Saved data entries:

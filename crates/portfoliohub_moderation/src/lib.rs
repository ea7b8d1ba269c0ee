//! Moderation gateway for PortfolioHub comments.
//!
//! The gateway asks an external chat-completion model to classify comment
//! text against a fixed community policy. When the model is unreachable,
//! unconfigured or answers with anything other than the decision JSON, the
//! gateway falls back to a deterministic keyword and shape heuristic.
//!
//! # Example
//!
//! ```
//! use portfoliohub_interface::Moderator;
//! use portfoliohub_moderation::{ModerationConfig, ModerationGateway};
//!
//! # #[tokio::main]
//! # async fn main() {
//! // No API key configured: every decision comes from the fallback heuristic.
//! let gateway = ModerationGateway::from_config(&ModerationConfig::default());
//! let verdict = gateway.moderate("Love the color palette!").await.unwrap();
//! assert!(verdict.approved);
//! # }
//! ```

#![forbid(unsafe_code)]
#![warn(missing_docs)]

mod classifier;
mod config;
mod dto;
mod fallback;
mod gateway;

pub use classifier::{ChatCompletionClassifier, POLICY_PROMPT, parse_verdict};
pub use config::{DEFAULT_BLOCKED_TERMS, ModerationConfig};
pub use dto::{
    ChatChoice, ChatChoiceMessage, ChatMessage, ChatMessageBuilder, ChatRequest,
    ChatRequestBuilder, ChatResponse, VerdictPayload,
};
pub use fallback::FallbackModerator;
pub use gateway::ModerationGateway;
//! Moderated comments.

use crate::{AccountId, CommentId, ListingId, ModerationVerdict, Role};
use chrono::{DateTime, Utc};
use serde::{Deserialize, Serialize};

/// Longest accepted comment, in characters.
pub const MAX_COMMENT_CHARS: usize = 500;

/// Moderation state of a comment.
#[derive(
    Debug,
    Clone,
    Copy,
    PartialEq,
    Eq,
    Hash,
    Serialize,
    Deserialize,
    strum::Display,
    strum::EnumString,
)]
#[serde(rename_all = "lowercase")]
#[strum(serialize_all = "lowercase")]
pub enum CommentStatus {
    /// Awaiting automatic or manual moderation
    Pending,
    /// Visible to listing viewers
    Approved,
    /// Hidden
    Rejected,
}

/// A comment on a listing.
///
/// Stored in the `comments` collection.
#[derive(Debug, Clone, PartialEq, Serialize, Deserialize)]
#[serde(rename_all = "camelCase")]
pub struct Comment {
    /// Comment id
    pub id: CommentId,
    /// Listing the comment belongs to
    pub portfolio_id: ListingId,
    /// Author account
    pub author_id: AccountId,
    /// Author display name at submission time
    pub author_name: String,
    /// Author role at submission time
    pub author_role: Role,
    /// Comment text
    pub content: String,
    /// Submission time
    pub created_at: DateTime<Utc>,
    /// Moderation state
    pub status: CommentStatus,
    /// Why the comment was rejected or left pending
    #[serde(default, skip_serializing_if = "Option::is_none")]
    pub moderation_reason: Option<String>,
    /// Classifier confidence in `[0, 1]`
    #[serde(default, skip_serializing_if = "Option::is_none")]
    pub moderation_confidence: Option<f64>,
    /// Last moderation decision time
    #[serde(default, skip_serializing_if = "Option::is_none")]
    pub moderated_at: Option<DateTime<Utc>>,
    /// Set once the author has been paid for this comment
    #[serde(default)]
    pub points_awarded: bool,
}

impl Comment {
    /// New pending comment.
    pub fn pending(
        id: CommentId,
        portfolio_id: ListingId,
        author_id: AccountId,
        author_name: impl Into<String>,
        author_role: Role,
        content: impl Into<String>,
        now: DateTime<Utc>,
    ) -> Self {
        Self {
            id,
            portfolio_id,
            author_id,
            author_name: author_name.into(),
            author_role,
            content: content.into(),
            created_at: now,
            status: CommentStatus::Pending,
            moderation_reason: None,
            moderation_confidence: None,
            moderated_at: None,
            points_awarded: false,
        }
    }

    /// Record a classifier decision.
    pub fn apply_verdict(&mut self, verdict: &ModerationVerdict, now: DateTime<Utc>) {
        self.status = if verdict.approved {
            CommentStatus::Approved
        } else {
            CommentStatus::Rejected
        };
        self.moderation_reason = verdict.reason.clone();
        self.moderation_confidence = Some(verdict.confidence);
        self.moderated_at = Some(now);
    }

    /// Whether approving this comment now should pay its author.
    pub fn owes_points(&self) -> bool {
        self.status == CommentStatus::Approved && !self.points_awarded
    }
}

### [EXERCISE DESCRIPTION]
Every line above in which the word "heuristic" is present must be copied into the answer.

### [ANSWER TO THE EXERCISE]
//! gateway falls back to a deterministic keyword and shape heuristic.
//! // No API key configured: every decision comes from the fallback heuristic.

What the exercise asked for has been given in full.